▶ Task data
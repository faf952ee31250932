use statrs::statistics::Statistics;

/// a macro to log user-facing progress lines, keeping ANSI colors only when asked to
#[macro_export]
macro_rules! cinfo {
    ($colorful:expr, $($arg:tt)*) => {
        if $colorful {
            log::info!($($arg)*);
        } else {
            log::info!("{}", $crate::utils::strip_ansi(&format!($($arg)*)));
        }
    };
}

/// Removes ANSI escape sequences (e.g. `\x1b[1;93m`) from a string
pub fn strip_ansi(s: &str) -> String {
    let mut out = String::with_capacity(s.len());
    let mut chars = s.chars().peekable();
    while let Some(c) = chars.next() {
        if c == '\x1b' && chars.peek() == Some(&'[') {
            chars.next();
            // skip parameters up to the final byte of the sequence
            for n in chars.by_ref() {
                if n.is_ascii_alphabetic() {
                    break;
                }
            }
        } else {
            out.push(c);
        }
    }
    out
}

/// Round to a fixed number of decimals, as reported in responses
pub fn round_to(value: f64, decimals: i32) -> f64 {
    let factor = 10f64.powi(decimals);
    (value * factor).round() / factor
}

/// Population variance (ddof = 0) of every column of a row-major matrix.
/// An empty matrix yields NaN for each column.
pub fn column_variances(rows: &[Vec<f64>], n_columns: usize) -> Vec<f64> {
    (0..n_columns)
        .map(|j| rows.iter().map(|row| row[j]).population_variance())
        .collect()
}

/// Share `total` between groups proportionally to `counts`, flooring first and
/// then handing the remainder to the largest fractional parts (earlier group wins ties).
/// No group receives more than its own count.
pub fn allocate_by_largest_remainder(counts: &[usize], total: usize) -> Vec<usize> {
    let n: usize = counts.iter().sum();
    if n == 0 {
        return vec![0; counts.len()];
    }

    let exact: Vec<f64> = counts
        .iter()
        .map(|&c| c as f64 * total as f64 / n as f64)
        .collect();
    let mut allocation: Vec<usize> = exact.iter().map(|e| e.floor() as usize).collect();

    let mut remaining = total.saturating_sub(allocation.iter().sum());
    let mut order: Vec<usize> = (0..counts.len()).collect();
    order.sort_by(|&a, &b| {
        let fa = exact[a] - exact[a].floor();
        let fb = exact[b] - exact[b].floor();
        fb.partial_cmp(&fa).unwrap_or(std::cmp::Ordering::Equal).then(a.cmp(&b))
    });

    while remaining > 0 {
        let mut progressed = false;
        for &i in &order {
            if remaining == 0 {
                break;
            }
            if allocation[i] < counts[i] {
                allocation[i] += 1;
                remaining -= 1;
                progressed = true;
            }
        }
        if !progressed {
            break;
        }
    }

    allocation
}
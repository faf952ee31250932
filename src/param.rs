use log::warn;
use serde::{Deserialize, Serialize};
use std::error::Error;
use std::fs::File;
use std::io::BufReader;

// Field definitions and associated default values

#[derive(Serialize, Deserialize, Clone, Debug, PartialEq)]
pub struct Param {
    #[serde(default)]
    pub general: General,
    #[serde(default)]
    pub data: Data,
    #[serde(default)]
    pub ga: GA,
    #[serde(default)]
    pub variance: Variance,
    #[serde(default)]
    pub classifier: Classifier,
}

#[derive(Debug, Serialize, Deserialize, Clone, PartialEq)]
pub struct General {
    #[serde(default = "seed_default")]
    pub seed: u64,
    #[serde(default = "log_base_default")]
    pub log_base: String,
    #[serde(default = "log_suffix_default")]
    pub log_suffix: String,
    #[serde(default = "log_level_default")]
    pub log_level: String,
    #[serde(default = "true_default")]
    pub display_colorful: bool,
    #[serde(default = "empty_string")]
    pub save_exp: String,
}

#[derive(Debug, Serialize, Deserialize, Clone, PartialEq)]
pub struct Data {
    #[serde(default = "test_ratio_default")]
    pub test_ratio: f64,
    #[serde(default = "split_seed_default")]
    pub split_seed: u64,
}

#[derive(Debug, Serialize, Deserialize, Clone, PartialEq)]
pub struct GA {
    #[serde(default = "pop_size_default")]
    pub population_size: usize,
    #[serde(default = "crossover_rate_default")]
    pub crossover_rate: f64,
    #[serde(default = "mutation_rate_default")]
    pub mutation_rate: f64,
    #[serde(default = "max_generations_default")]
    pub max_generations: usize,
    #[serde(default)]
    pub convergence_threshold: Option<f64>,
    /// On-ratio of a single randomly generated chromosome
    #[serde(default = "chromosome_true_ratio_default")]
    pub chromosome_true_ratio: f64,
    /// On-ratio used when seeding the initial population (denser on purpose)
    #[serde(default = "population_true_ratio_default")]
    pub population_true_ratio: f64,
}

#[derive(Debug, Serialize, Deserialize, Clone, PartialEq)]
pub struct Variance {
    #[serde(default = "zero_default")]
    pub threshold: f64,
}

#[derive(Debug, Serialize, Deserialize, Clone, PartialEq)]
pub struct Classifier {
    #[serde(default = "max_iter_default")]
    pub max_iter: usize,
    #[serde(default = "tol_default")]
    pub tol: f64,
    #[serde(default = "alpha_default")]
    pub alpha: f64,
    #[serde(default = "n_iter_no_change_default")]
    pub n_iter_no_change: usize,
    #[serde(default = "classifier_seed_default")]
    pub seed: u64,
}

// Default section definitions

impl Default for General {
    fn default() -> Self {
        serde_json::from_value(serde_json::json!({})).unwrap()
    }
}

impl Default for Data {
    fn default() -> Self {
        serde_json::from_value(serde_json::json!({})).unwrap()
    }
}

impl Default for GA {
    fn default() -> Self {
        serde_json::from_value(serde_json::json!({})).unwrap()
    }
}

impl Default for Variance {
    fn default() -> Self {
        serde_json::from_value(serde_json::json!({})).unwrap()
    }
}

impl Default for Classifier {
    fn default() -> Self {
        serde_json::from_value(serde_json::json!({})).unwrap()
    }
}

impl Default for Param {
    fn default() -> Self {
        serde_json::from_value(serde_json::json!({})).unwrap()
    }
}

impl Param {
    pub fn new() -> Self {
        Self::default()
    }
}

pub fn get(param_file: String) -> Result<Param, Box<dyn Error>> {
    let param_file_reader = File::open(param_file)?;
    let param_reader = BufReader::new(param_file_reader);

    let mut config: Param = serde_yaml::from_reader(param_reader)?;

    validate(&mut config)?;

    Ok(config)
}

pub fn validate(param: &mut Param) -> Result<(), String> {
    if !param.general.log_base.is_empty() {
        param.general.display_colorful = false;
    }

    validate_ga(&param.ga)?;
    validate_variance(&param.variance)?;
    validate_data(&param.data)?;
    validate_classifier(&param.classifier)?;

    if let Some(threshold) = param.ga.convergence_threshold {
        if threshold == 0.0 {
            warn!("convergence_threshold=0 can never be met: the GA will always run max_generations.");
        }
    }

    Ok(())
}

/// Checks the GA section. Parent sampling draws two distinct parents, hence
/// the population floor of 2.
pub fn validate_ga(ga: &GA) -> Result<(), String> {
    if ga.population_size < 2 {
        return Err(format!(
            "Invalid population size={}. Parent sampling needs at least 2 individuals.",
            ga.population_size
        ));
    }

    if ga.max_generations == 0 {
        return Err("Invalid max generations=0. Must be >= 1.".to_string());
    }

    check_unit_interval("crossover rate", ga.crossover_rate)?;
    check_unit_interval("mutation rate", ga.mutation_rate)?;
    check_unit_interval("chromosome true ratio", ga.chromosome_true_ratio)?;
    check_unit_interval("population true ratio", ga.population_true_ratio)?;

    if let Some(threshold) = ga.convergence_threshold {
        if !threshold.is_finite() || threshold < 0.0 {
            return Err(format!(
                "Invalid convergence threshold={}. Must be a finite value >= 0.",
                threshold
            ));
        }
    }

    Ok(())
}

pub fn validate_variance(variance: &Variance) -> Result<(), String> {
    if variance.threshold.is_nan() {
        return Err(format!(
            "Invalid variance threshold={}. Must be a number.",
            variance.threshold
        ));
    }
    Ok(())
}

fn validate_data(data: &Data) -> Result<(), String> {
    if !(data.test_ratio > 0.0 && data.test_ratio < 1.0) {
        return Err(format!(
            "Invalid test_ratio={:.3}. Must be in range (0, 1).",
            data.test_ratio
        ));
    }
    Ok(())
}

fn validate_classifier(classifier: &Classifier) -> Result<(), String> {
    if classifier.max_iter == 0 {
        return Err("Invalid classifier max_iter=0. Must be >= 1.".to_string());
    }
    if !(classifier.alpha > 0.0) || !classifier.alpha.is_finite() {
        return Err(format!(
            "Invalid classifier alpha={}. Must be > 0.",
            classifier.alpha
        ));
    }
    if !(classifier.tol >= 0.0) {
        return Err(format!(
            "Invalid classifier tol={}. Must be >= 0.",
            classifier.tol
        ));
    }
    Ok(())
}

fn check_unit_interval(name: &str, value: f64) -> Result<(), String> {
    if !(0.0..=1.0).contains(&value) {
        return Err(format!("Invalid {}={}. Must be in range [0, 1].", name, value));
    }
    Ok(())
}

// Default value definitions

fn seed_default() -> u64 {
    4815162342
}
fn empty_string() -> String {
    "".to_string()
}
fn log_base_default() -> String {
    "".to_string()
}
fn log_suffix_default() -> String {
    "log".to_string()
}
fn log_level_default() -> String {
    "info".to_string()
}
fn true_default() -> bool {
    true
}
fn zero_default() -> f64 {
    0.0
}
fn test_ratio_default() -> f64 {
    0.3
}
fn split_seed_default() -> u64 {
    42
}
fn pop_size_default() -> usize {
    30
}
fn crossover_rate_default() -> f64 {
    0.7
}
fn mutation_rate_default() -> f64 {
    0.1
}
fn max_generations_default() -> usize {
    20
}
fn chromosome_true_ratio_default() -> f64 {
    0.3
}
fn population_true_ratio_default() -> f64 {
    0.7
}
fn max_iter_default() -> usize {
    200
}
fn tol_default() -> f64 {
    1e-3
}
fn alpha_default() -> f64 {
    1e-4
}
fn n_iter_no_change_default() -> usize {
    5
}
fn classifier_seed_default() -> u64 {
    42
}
---
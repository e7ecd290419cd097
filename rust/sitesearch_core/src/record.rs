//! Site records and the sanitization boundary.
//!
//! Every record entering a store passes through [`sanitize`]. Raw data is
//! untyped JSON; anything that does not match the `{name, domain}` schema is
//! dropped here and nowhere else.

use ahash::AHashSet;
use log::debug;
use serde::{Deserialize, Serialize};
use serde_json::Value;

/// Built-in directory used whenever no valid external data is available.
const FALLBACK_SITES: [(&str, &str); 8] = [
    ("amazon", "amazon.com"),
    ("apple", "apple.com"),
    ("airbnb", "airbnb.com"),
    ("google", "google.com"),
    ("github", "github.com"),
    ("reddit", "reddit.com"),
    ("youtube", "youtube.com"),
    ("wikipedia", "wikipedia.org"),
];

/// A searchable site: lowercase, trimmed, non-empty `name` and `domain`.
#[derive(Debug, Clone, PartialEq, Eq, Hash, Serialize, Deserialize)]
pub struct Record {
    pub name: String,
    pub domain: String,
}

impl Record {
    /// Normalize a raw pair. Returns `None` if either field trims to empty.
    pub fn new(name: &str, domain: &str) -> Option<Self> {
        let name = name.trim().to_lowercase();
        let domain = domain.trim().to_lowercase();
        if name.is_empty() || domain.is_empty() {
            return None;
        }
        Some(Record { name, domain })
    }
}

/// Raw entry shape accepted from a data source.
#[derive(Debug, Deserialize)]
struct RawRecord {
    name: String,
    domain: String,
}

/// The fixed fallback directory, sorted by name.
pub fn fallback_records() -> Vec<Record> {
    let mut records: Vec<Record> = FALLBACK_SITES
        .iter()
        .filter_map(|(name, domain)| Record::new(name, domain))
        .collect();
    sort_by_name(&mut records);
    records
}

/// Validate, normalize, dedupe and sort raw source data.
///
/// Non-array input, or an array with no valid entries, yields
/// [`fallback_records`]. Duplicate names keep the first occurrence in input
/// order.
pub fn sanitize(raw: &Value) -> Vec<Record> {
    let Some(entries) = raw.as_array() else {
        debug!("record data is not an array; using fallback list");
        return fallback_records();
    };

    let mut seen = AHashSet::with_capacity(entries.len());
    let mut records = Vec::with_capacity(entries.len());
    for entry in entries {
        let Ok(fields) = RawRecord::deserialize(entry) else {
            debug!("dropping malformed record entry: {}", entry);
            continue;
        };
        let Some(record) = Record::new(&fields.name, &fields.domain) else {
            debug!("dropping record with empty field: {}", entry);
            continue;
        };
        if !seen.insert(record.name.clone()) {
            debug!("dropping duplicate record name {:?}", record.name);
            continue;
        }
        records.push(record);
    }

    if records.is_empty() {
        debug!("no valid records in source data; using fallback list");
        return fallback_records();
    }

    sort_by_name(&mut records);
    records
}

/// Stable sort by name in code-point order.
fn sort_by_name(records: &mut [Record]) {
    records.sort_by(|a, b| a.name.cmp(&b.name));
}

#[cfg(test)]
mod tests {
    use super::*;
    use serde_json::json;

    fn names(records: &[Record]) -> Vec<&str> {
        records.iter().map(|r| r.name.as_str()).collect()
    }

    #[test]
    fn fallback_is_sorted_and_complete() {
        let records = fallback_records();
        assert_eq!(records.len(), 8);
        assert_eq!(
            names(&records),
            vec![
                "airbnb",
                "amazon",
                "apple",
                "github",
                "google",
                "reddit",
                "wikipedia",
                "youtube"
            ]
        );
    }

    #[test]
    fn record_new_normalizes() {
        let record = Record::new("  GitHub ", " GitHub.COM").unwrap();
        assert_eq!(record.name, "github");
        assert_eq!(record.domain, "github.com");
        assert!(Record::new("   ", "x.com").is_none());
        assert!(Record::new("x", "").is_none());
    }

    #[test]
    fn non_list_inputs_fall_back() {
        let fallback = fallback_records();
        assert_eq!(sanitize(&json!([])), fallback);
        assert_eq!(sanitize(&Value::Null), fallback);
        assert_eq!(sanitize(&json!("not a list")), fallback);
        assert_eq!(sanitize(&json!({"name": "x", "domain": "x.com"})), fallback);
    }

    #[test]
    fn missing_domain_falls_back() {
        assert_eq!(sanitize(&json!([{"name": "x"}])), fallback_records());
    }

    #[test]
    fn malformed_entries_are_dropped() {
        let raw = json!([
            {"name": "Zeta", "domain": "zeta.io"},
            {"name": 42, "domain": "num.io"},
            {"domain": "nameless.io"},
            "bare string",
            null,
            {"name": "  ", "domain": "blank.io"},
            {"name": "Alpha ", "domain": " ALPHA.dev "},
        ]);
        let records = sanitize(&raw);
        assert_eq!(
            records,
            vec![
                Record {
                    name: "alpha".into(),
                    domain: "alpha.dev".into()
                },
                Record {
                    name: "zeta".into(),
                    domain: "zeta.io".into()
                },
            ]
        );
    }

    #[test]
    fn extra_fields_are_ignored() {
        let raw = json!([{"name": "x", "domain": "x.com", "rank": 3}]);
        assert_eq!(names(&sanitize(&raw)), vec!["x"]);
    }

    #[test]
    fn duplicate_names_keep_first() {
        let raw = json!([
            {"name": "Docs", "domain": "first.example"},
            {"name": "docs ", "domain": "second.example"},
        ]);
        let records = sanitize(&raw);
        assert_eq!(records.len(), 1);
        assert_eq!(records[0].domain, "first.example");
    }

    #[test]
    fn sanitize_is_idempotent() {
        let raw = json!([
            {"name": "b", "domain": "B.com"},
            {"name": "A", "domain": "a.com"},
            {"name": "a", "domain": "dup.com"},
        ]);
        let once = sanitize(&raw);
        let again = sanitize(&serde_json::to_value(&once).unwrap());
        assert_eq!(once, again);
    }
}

▶ Action item
Search the data above and return each line in which "matrix" occurs.

▶ Task output
/// Population variance (ddof = 0) of every column of a row-major matrix.
/// An empty matrix yields NaN for each column.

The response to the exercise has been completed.